What Positive Reinforcement Really Looks Like

Instead of praising big achievements, try noticing small efforts, especially in areas that don’t come naturally to them.


Here’s what this might sound like:

  • “You put your phone down when I asked. That really helped us leave on time.”

  • “You got started on your homework even though you were tired. That takes effort.”

  • “You stayed calm when your sister was bothering you — I saw that.”


Use specific, descriptive feedback, not just “good job.” That helps your teen recognise what they did right and builds internal motivation over time.


Why It Works for ADHD Brains

ADHD brains respond best to immediate, meaningful feedback. Remember positive reinforcement helps:

  • Boost dopamine in the brain (which drives motivation)

  • Create emotional safety

  • Encourage repetition of the behaviour

  • Build confidence and connection

Teens with ADHD may not always feel successful, so hearing that someone else noticed can be incredibly validating.

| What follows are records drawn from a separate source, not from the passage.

//! The host buffer seam.
//!
//! A host exposes its lines, its line count and a change feed. Changes are
//! reported as Vim-style line triples: lines `start_line..end_line` of the old
//! text were replaced, and the line count grew by `added` (negative for
//! deletions).
//!
//! [`MemoryBuffer`] is a rope-backed host used by tests and by embedders that
//! keep text outside an editor.

use std::borrow::Cow;
use std::cell::{Cell, RefCell};
use std::rc::Rc;

use ropey::Rope;

/// A single primitive operation reported alongside a change.
#[derive(Debug, Clone, Copy, PartialEq, Eq)]
pub enum ChangeOp {
	/// The text of `line` was replaced.
	Changed { line: usize },
	/// `count` lines were inserted before `at`.
	Inserted { at: usize, count: usize },
	/// `count` lines starting at `at` were removed.
	Deleted { at: usize, count: usize },
}

/// One change notification.
#[derive(Debug, Clone, PartialEq, Eq)]
pub struct BufferChange {
	pub start_line: usize,
	pub end_line: usize,
	pub added: isize,
	pub ops: Vec<ChangeOp>,
}

/// Events delivered to buffer subscribers.
#[derive(Debug, Clone, PartialEq, Eq)]
pub enum BufferEvent {
	Changed(BufferChange),
	/// The whole content was replaced out of band; line tracking must restart.
	Reloaded,
}

pub type ChangeHandler = Rc<dyn Fn(&BufferEvent)>;

/// Handle returned by [`HostBuffer::subscribe`].
#[derive(Debug, Clone, Copy, PartialEq, Eq, Hash)]
pub struct SubscriptionId(pub u64);

/// A text buffer owned by the host editor.
pub trait HostBuffer {
	fn line_count(&self) -> usize;

	/// Calls `f` with the text of each line from `start` to the end, without
	/// line terminators.
	fn for_each_line_from(&self, start: usize, f: &mut dyn FnMut(&str));

	/// Registers a change handler.
	///
	/// Handlers may read the buffer but must not mutate it.
	fn subscribe(&self, handler: ChangeHandler) -> SubscriptionId;

	/// Removes a handler. Returns false if it was not registered.
	fn unsubscribe(&self, id: SubscriptionId) -> bool;

	/// Copies every line.
	fn lines(&self) -> Vec<String> {
		let mut lines = Vec::with_capacity(self.line_count());
		self.for_each_line_from(0, &mut |line| lines.push(line.to_owned()));
		lines
	}
}

/// A [`HostBuffer`] over a [`Rope`].
///
/// Lines are separated by `\n` with no trailing terminator, so an empty buffer
/// holds a single empty line.
#[derive(Default)]
pub struct MemoryBuffer {
	text: RefCell<Rope>,
	handlers: RefCell<Vec<(SubscriptionId, ChangeHandler)>>,
	next_id: Cell<u64>,
}

impl MemoryBuffer {
	pub fn new() -> Self {
		Self::default()
	}

	/// Creates a buffer holding `lines`.
	pub fn from_lines<S: AsRef<str>>(lines: &[S]) -> Self {
		let buffer = Self::new();
		*buffer.text.borrow_mut() = Rope::from_str(&join(lines));
		buffer
	}

	/// Full text, lines joined by `\n`.
	pub fn text(&self) -> String {
		self.text.borrow().to_string()
	}

	/// Text of `line`, if it exists.
	pub fn line(&self, line: usize) -> Option<String> {
		let text = self.text.borrow();
		(line < text.len_lines()).then(|| strip_terminator(text.line(line).into()).into_owned())
	}

	/// Replaces the text of one line. Out-of-range lines are ignored.
	pub fn set_line(&self, line: usize, content: &str) {
		{
			let mut text = self.text.borrow_mut();
			if line >= text.len_lines() {
				tracing::warn!(line, lines = text.len_lines(), "buffer.set_line.out_of_range");
				return;
			}
			let start = text.line_to_char(line);
			let end = start + content_chars(&text, line);
			text.remove(start..end);
			text.insert(start, content);
		}
		self.notify(&BufferEvent::Changed(BufferChange {
			start_line: line,
			end_line: line + 1,
			added: 0,
			ops: vec![ChangeOp::Changed { line }],
		}));
	}

	/// Inserts `lines` before line `at`. `at` equal to the line count appends.
	pub fn insert_lines<S: AsRef<str>>(&self, at: usize, lines: &[S]) {
		if lines.is_empty() {
			return;
		}
		let at = {
			let mut text = self.text.borrow_mut();
			let count = text.len_lines();
			let at = at.min(count);
			let joined = join(lines);
			if at == count {
				let end = text.len_chars();
				text.insert(end, &format!("\n{joined}"));
			} else {
				let start = text.line_to_char(at);
				text.insert(start, &format!("{joined}\n"));
			}
			at
		};
		self.notify(&BufferEvent::Changed(BufferChange {
			start_line: at,
			end_line: at,
			added: lines.len() as isize,
			ops: vec![ChangeOp::Inserted { at, count: lines.len() }],
		}));
	}

	/// Removes lines `start..end`, clamped to the buffer.
	///
	/// Removing every line leaves a single empty line.
	pub fn delete_lines(&self, start: usize, end: usize) {
		let (start, end) = {
			let mut text = self.text.borrow_mut();
			let count = text.len_lines();
			let end = end.min(count);
			if start >= end {
				return;
			}
			let from = if end == count && start > 0 {
				// Take the terminator of the line before instead.
				text.line_to_char(start) - 1
			} else {
				text.line_to_char(start)
			};
			let to = if end == count { text.len_chars() } else { text.line_to_char(end) };
			text.remove(from..to);
			(start, end)
		};
		self.notify(&BufferEvent::Changed(BufferChange {
			start_line: start,
			end_line: end,
			added: -((end - start) as isize),
			ops: vec![ChangeOp::Deleted { at: start, count: end - start }],
		}));
	}

	/// Replaces the whole content and reports it as a reload.
	pub fn replace_all<S: AsRef<str>>(&self, lines: &[S]) {
		let old_count = {
			let mut text = self.text.borrow_mut();
			let old_count = text.len_lines();
			*text = Rope::from_str(&join(lines));
			old_count
		};
		let new_count = self.line_count();
		self.notify(&BufferEvent::Changed(BufferChange {
			start_line: 0,
			end_line: old_count,
			added: new_count as isize - old_count as isize,
			ops: vec![
				ChangeOp::Deleted { at: 0, count: old_count },
				ChangeOp::Inserted { at: 0, count: new_count },
			],
		}));
		self.notify(&BufferEvent::Reloaded);
	}

	/// Number of registered handlers.
	pub fn subscriber_count(&self) -> usize {
		self.handlers.borrow().len()
	}

	fn notify(&self, event: &BufferEvent) {
		let handlers: Vec<ChangeHandler> = self.handlers.borrow().iter().map(|(_, h)| h.clone()).collect();
		for handler in handlers {
			handler(event);
		}
	}
}

impl HostBuffer for MemoryBuffer {
	fn line_count(&self) -> usize {
		self.text.borrow().len_lines()
	}

	fn for_each_line_from(&self, start: usize, f: &mut dyn FnMut(&str)) {
		let text = self.text.borrow();
		if start >= text.len_lines() {
			return;
		}
		for line in text.lines_at(start) {
			f(&strip_terminator(line.into()));
		}
	}

	fn subscribe(&self, handler: ChangeHandler) -> SubscriptionId {
		let id = SubscriptionId(self.next_id.get());
		self.next_id.set(id.0 + 1);
		self.handlers.borrow_mut().push((id, handler));
		id
	}

	fn unsubscribe(&self, id: SubscriptionId) -> bool {
		let mut handlers = self.handlers.borrow_mut();
		let before = handlers.len();
		handlers.retain(|(other, _)| *other != id);
		handlers.len() != before
	}
}

fn join<S: AsRef<str>>(lines: &[S]) -> String {
	let mut out = String::new();
	for (i, line) in lines.iter().enumerate() {
		if i > 0 {
			out.push('\n');
		}
		out.push_str(line.as_ref());
	}
	out
}

fn strip_terminator(line: Cow<'_, str>) -> Cow<'_, str> {
	match line {
		Cow::Borrowed(s) => Cow::Borrowed(s.strip_suffix('\n').unwrap_or(s)),
		Cow::Owned(mut s) => {
			if s.ends_with('\n') {
				s.pop();
			}
			Cow::Owned(s)
		}
	}
}

/// Characters on `line`, excluding its terminator.
fn content_chars(text: &Rope, line: usize) -> usize {
	let slice = text.line(line);
	let chars = slice.len_chars();
	if chars > 0 && slice.char(chars - 1) == '\n' { chars - 1 } else { chars }
}
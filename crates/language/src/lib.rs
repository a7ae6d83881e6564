// Host editors own the terminal; diagnostics go through tracing only.
#![deny(clippy::print_stderr)]

//! Tree-sitter backend for `treesit-syntax`.
//!
//! # Architecture
//!
//! * [`engine`]: [`TsEngine`] and [`TsTree`], the parser and tree behind
//!   [`treesit_syntax::ParseEngine`]
//! * [`query`]: [`TsHighlightQuery`], compiled highlight queries run over a
//!   row range
//! * [`registry`]: filetype to grammar and highlight source, with lazily
//!   compiled queries
//! * [`setup`]: enabling syntax tracking on a buffer and keeping the
//!   resulting listeners reachable per buffer
//!
//! With the default `python` feature the registry knows the Python grammar
//! from `tree-sitter-python` out of the box.

pub mod engine;
mod error;
pub mod query;
pub mod registry;
pub mod setup;

pub use engine::{TsEngine, TsTree};
pub use error::SetupError;
pub use query::TsHighlightQuery;
pub use registry::LanguageRegistry;
pub use setup::{BufferOptions, SyntaxAttachments, TsListener, enable_syntax};
//! Incremental syntax tracking for live editor buffers.
//!
//! Keeps a parse tree in step with a buffer that is edited continuously and
//! derives a per-line highlight span cache from it, so that an editor only
//! re-highlights what changed.
//!
//! # Architecture
//!
//! * [`edit`]: edit records, the pending-edit backlog and affected-line tracking
//! * [`ranges`]: half-open line ranges and their minimal covering merge
//! * [`controller`]: time-budgeted, multi-turn incremental parsing with
//!   clean / out-of-date / pending condition signalling
//! * [`listener`]: per-buffer glue from host change notifications to edits
//! * [`spans`]: lazy block cache of highlight spans in codepoint columns
//! * [`engine`]: the parser, tree and query seam implemented by backends
//! * [`host`]: the host buffer seam and a rope-backed in-memory buffer
//! * [`config`]: tunables and runtime debug toggles
//!
//! Everything runs on one thread. Deferred work goes through a
//! [`treesit_worker::Scheduler`] supplied by the host.

pub mod codepoint;
pub mod config;
pub mod controller;
pub mod edit;
pub mod engine;
pub mod host;
pub mod listener;
pub mod ranges;
pub mod snapshot;
pub mod spans;
mod timer;

#[cfg(test)]
mod test_support;

pub use codepoint::{CodepointMap, codepoint_map};
pub use config::{SettingsError, SettingsHandle, SyntaxSettings};
pub use controller::{ConditionCode, ParseCompleteCallback, ParseController};
pub use edit::{AffectedLines, EditLog, Point, SyntaxTreeEdit};
pub use engine::{Capture, ChangedRange, HighlightQuery, ParseEngine, ParseError, SyntaxTree};
pub use host::{BufferChange, BufferEvent, ChangeHandler, ChangeOp, HostBuffer, MemoryBuffer, SubscriptionId};
pub use listener::Listener;
pub use ranges::{LineRange, merge_line_ranges};
pub use snapshot::TextSnapshot;
pub use spans::{InlineSpan, SyntaxLineSpans, TO_END_OF_LINE, resolve_overlaps};
pub use timer::ActionTimer;
use std::cell::RefCell;
use std::rc::Rc;
use std::time::Duration;

use super::*;

fn recorder() -> (Rc<RefCell<Vec<&'static str>>>, impl Fn(&'static str) -> Task) {
	let log = Rc::new(RefCell::new(Vec::new()));
	let sink = log.clone();
	let make = move |label: &'static str| -> Task {
		let sink = sink.clone();
		Box::new(move || sink.borrow_mut().push(label))
	};
	(log, make)
}

#[test]
fn test_call_soon_runs_in_fifo_order_on_next_turn() {
	let sched = ManualScheduler::new();
	let (log, task) = recorder();

	sched.call_soon(task("a"));
	sched.call_soon(task("b"));
	assert!(log.borrow().is_empty(), "nothing runs until the owner drives a turn");

	assert_eq!(sched.run_pending(), 2);
	assert_eq!(*log.borrow(), vec!["a", "b"]);
	assert!(sched.is_idle());
}

#[test]
fn test_call_soon_once_collapses_same_key_within_turn() {
	let sched = ManualScheduler::new();
	let (log, task) = recorder();
	let key = TaskKey::from_raw(7);

	sched.call_soon_once(key, task("first"));
	sched.call_soon_once(key, task("second"));
	sched.call_soon_once(TaskKey::from_raw(8), task("other"));

	sched.run_pending();
	assert_eq!(*log.borrow(), vec!["first", "other"]);

	// Once the keyed task ran, the key is free again.
	sched.call_soon_once(key, task("third"));
	sched.run_pending();
	assert_eq!(*log.borrow(), vec!["first", "other", "third"]);
}

#[test]
fn test_tasks_queued_during_turn_wait_for_next_turn() {
	let sched = Rc::new(ManualScheduler::new());
	let hits = Rc::new(RefCell::new(0));

	let inner_sched = sched.clone();
	let inner_hits = hits.clone();
	sched.call_soon(Box::new(move || {
		*inner_hits.borrow_mut() += 1;
		let hits = inner_hits.clone();
		inner_sched.call_soon(Box::new(move || *hits.borrow_mut() += 1));
	}));

	assert_eq!(sched.run_pending(), 1);
	assert_eq!(*hits.borrow(), 1);
	assert_eq!(sched.pending_soon(), 1);

	assert_eq!(sched.run_pending(), 1);
	assert_eq!(*hits.borrow(), 2);
	assert!(sched.is_idle());
}

#[test]
fn test_work_queued_by_timer_runs_on_next_turn() {
	let sched = Rc::new(ManualScheduler::new());
	let (log, task) = recorder();

	let inner_sched = sched.clone();
	let follow_up = task("follow-up");
	let fired = task("timer");
	sched.call_later(
		Duration::from_millis(5),
		Box::new(move || {
			fired();
			inner_sched.call_soon(follow_up);
		}),
	);

	assert_eq!(sched.advance(Duration::from_millis(5)), 1);
	assert_eq!(*log.borrow(), vec!["timer"]);
	assert_eq!(sched.pending_soon(), 1);

	assert_eq!(sched.run_until_idle(), 1);
	assert_eq!(*log.borrow(), vec!["timer", "follow-up"]);
}

#[test]
fn test_timers_fire_in_deadline_order_and_move_clock() {
	let sched = ManualScheduler::new();
	let (log, task) = recorder();
	let start = sched.now();

	sched.call_later(Duration::from_millis(20), task("late"));
	sched.call_later(Duration::from_millis(10), task("early"));

	sched.advance(Duration::from_millis(5));
	assert!(log.borrow().is_empty());

	sched.advance(Duration::from_millis(10));
	assert_eq!(*log.borrow(), vec!["early"]);
	assert_eq!(sched.now() - start, Duration::from_millis(15));

	sched.run_until_idle();
	assert_eq!(*log.borrow(), vec!["early", "late"]);
	assert_eq!(sched.elapsed(), Duration::from_millis(20));
}

#[test]
fn test_cancel_removes_armed_timer() {
	let sched = ManualScheduler::new();
	let (log, task) = recorder();

	let id = sched.call_later(Duration::from_millis(10), task("never"));
	assert_eq!(sched.pending_timers(), 1);
	assert!(sched.cancel(id));
	assert!(!sched.cancel(id), "second cancel reports nothing removed");

	sched.run_until_idle();
	assert!(log.borrow().is_empty());
}

#[test]
fn test_elapse_moves_clock_without_firing() {
	let sched = ManualScheduler::new();
	let (log, task) = recorder();

	sched.call_later(Duration::from_millis(1), task("timer"));
	sched.elapse(Duration::from_millis(50));
	assert!(log.borrow().is_empty());
	assert_eq!(sched.elapsed(), Duration::from_millis(50));

	sched.advance(Duration::ZERO);
	assert_eq!(*log.borrow(), vec!["timer"]);
}
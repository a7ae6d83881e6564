//! Deterministic scheduler with a virtual clock.
//!
//! [`ManualScheduler`] never runs anything on its own: the owner drives it by
//! calling [`ManualScheduler::run_pending`] (one "turn" of the event loop,
//! covering what was queued before it started),
//! [`ManualScheduler::advance`] (move the clock and fire due timers) or
//! [`ManualScheduler::run_until_idle`]. Hosts with their own event loop can
//! embed it directly; tests use it to step parse scheduling one turn at a time.

use std::cell::RefCell;
use std::collections::{BTreeMap, VecDeque};
use std::time::{Duration, Instant};

use rustc_hash::FxHashSet;

use crate::{Scheduler, Task, TaskClass, TaskKey, TimerId};

/// Upper bound on turns executed by [`ManualScheduler::run_until_idle`].
const MAX_IDLE_TURNS: usize = 100_000;

struct Queued {
	key: Option<TaskKey>,
	task: Task,
}

struct State {
	origin: Instant,
	elapsed: Duration,
	soon: VecDeque<Queued>,
	keyed: FxHashSet<TaskKey>,
	timers: BTreeMap<(Duration, TimerId), Task>,
	next_timer: u64,
	executed: usize,
}

/// Single-threaded scheduler driven explicitly by its owner.
pub struct ManualScheduler {
	state: RefCell<State>,
}

impl Default for ManualScheduler {
	fn default() -> Self {
		Self::new()
	}
}

impl ManualScheduler {
	/// Creates a scheduler whose virtual clock starts at the current instant.
	pub fn new() -> Self {
		Self {
			state: RefCell::new(State {
				origin: Instant::now(),
				elapsed: Duration::ZERO,
				soon: VecDeque::new(),
				keyed: FxHashSet::default(),
				timers: BTreeMap::new(),
				next_timer: 0,
				executed: 0,
			}),
		}
	}

	/// Virtual time elapsed since construction.
	pub fn elapsed(&self) -> Duration {
		self.state.borrow().elapsed
	}

	/// Moves the virtual clock forward without firing timers.
	///
	/// Used to model time spent inside a task, e.g. a slow parse attempt.
	pub fn elapse(&self, by: Duration) {
		self.state.borrow_mut().elapsed += by;
	}

	/// Number of queued next-turn tasks.
	pub fn pending_soon(&self) -> usize {
		self.state.borrow().soon.len()
	}

	/// Number of armed timers.
	pub fn pending_timers(&self) -> usize {
		self.state.borrow().timers.len()
	}

	/// Total number of tasks executed so far.
	pub fn executed(&self) -> usize {
		self.state.borrow().executed
	}

	/// Returns true when nothing is queued or armed.
	pub fn is_idle(&self) -> bool {
		let state = self.state.borrow();
		state.soon.is_empty() && state.timers.is_empty()
	}

	/// Runs one turn: the tasks queued before the call, in order.
	///
	/// Tasks queued by those tasks wait for the next turn. Returns the number
	/// of tasks executed.
	pub fn run_pending(&self) -> usize {
		let mut ran = 0;
		for _ in 0..self.pending_soon() {
			let next = {
				let mut state = self.state.borrow_mut();
				let next = state.soon.pop_front();
				if let Some(Queued { key: Some(key), .. }) = &next {
					state.keyed.remove(key);
				}
				next
			};
			let Some(item) = next else {
				break;
			};
			(item.task)();
			self.state.borrow_mut().executed += 1;
			ran += 1;
		}
		ran
	}

	/// Runs the current turn, then advances the virtual clock and fires every
	/// timer that falls due, in deadline order.
	///
	/// Tasks the timers queue wait for the next turn.
	pub fn advance(&self, by: Duration) -> usize {
		let target = self.elapsed() + by;
		let mut ran = self.run_pending();
		while let Some(task) = self.pop_due(target) {
			task();
			self.state.borrow_mut().executed += 1;
			ran += 1;
		}
		let mut state = self.state.borrow_mut();
		state.elapsed = state.elapsed.max(target);
		ran
	}

	/// Runs turns and jumps the clock to each next deadline until nothing is
	/// queued or armed.
	pub fn run_until_idle(&self) -> usize {
		let mut ran = 0;
		for _ in 0..MAX_IDLE_TURNS {
			ran += self.run_pending();
			if self.pending_soon() > 0 {
				continue;
			}
			let next_deadline = self.state.borrow().timers.keys().next().map(|(at, _)| *at);
			let Some(at) = next_deadline else {
				return ran;
			};
			let now = self.elapsed();
			ran += self.advance(at.saturating_sub(now));
		}
		tracing::warn!(ran, "scheduler.run_until_idle.turn_limit");
		ran
	}

	fn pop_due(&self, target: Duration) -> Option<Task> {
		let mut state = self.state.borrow_mut();
		let (&(at, id), _) = state.timers.iter().next()?;
		if at > target {
			return None;
		}
		state.elapsed = state.elapsed.max(at);
		tracing::trace!(timer = id.0, "scheduler.timer.fire");
		state.timers.remove(&(at, id))
	}

	fn push(&self, key: Option<TaskKey>, task: Task) {
		self.state.borrow_mut().soon.push_back(Queued { key, task });
	}
}

impl Scheduler for ManualScheduler {
	fn now(&self) -> Instant {
		let state = self.state.borrow();
		state.origin + state.elapsed
	}

	fn call_soon(&self, task: Task) {
		tracing::trace!(class = TaskClass::Soon.as_str(), "scheduler.enqueue");
		self.push(None, task);
	}

	fn call_soon_once(&self, key: TaskKey, task: Task) {
		if !self.state.borrow_mut().keyed.insert(key) {
			tracing::trace!(?key, "scheduler.enqueue.coalesced");
			return;
		}
		tracing::trace!(class = TaskClass::Coalesced.as_str(), ?key, "scheduler.enqueue");
		self.push(Some(key), task);
	}

	fn call_later(&self, delay: Duration, task: Task) -> TimerId {
		let mut state = self.state.borrow_mut();
		let id = TimerId(state.next_timer);
		state.next_timer += 1;
		let at = state.elapsed + delay;
		state.timers.insert((at, id), task);
		tracing::trace!(class = TaskClass::Delayed.as_str(), timer = id.0, delay_us = delay.as_micros() as u64, "scheduler.enqueue");
		id
	}

	fn cancel(&self, timer: TimerId) -> bool {
		let mut state = self.state.borrow_mut();
		let key = state.timers.keys().find(|(_, id)| *id == timer).copied();
		let removed = key.and_then(|key| state.timers.remove(&key)).is_some();
		tracing::trace!(timer = timer.0, removed, "scheduler.timer.cancel");
		removed
	}
}

#[cfg(test)]
mod tests;
use std::time::{Duration, Instant};

/// Measures how long an action has been running.
///
/// Timers read time from an explicit instant rather than the system clock so
/// that callers driven by a virtual clock get consistent measurements.
#[derive(Debug, Clone, Copy, PartialEq, Eq)]
pub struct ActionTimer {
	started: Instant,
}

impl ActionTimer {
	/// Starts a timer at `now`.
	pub const fn start_at(now: Instant) -> Self {
		Self { started: now }
	}

	/// Starts a timer at the current system time.
	pub fn start() -> Self {
		Self::start_at(Instant::now())
	}

	/// Restarts the timer at `now`.
	pub fn restart_at(&mut self, now: Instant) {
		self.started = now;
	}

	/// The instant the timer was started.
	pub const fn started(&self) -> Instant {
		self.started
	}

	/// Time elapsed between the start and `now`; zero if `now` is earlier.
	pub fn elapsed_at(&self, now: Instant) -> Duration {
		now.saturating_duration_since(self.started)
	}

	/// Time elapsed since the start, by the system clock.
	pub fn elapsed(&self) -> Duration {
		self.elapsed_at(Instant::now())
	}
}
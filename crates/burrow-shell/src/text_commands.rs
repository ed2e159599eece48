//! Line-oriented text commands: `head` and `tail`.

use std::collections::VecDeque;
use std::fs::File;
use std::io::{BufRead, BufReader};
use std::path::Path;

use burrow_types::error::{Result, ShellError};

use crate::interpreter::{Command, CommandOutput, CommandRegistry, Environment};

const DEFAULT_LINES: usize = 10;

pub fn register_text_commands(reg: &mut CommandRegistry) {
    reg.register(Box::new(HeadCmd));
    reg.register(Box::new(TailCmd));
}

/// Parse `[-n N] <file>...` and return `(line_count, files)`.
///
/// A malformed count aborts the whole command rather than being skipped
/// as a bad file argument.
fn parse_line_args<'a>(name: &str, args: &[&'a str]) -> Result<(usize, Vec<&'a str>)> {
    let mut count = DEFAULT_LINES;
    let mut files = Vec::new();
    let mut iter = args.iter();
    while let Some(a) = iter.next() {
        if *a == "-n" {
            let Some(value) = iter.next() else {
                return Err(ShellError::Usage(format!("{name} [-n N] <file>...")));
            };
            count = value
                .parse()
                .map_err(|_| ShellError::Parse(format!("invalid line count: {value}")))?;
        } else {
            files.push(*a);
        }
    }
    if files.is_empty() {
        return Err(ShellError::Usage(format!("{name} [-n N] <file>...")));
    }
    Ok((count, files))
}

/// First `n` lines of a file, terminators preserved, invalid UTF-8
/// replaced. Never reads past what it needs.
fn read_head(path: &Path, n: usize) -> std::io::Result<String> {
    let mut reader = BufReader::new(File::open(path)?);
    let mut out = String::new();
    let mut buf = Vec::new();
    for _ in 0..n {
        buf.clear();
        if reader.read_until(b'\n', &mut buf)? == 0 {
            break;
        }
        out.push_str(&String::from_utf8_lossy(&buf));
    }
    Ok(out)
}

/// Last `n` lines of a file via a bounded ring, so memory stays
/// proportional to the request rather than the file.
fn read_tail(path: &Path, n: usize) -> std::io::Result<String> {
    let mut reader = BufReader::new(File::open(path)?);
    let mut ring: VecDeque<Vec<u8>> = VecDeque::with_capacity(n.min(1024));
    loop {
        let mut buf = Vec::new();
        if reader.read_until(b'\n', &mut buf)? == 0 {
            break;
        }
        if ring.len() == n {
            ring.pop_front();
        }
        if n > 0 {
            ring.push_back(buf);
        }
    }
    let mut out = String::new();
    for line in ring {
        out.push_str(&String::from_utf8_lossy(&line));
    }
    Ok(out)
}

fn run_line_command(
    name: &str,
    args: &[&str],
    env: &mut Environment<'_>,
    read: fn(&Path, usize) -> std::io::Result<String>,
) -> Result<CommandOutput> {
    let (count, files) = parse_line_args(name, args)?;
    let mut out = String::new();
    for raw in files {
        let path = env.sandbox.resolve(raw);
        if !path.is_file() {
            out.push_str(&format!(
                "error: {}\n",
                ShellError::NotFound(raw.to_string())
            ));
            continue;
        }
        out.push_str(&read(&path, count)?);
    }
    Ok(CommandOutput::Text(out))
}

// ---------------------------------------------------------------------------
// head
// ---------------------------------------------------------------------------

struct HeadCmd;
impl Command for HeadCmd {
    fn name(&self) -> &str {
        "head"
    }
    fn description(&self) -> &str {
        "Print the first lines of files"
    }
    fn usage(&self) -> &str {
        "head [-n N] <file>..."
    }
    fn category(&self) -> &str {
        "text"
    }
    fn execute(&self, args: &[&str], env: &mut Environment<'_>) -> Result<CommandOutput> {
        run_line_command("head", args, env, read_head)
    }
}

// ---------------------------------------------------------------------------
// tail
// ---------------------------------------------------------------------------

struct TailCmd;
impl Command for TailCmd {
    fn name(&self) -> &str {
        "tail"
    }
    fn description(&self) -> &str {
        "Print the last lines of files"
    }
    fn usage(&self) -> &str {
        "tail [-n N] <file>..."
    }
    fn category(&self) -> &str {
        "text"
    }
    fn execute(&self, args: &[&str], env: &mut Environment<'_>) -> Result<CommandOutput> {
        run_line_command("tail", args, env, read_tail)
    }
}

What If They Shrug It Off?

Sometimes, your teen might act like they don’t care about the praise. That’s okay. Keep doing it anyway.


Over time, your consistency builds trust. They begin to believe that you see their effort, not just their mistakes.


Resource of the Week

📘 The Nurtured Heart Approach by Howard Glasser

This approach teaches parents how to energise what’s working in their child, while staying neutral about what’s not. It’s a powerful reframe — especially for parenting kids with ADHD.


❤️ Takeaway

Your ADHD teen is doing more right than you realise. Start catching the small wins, and watch their confidence grow.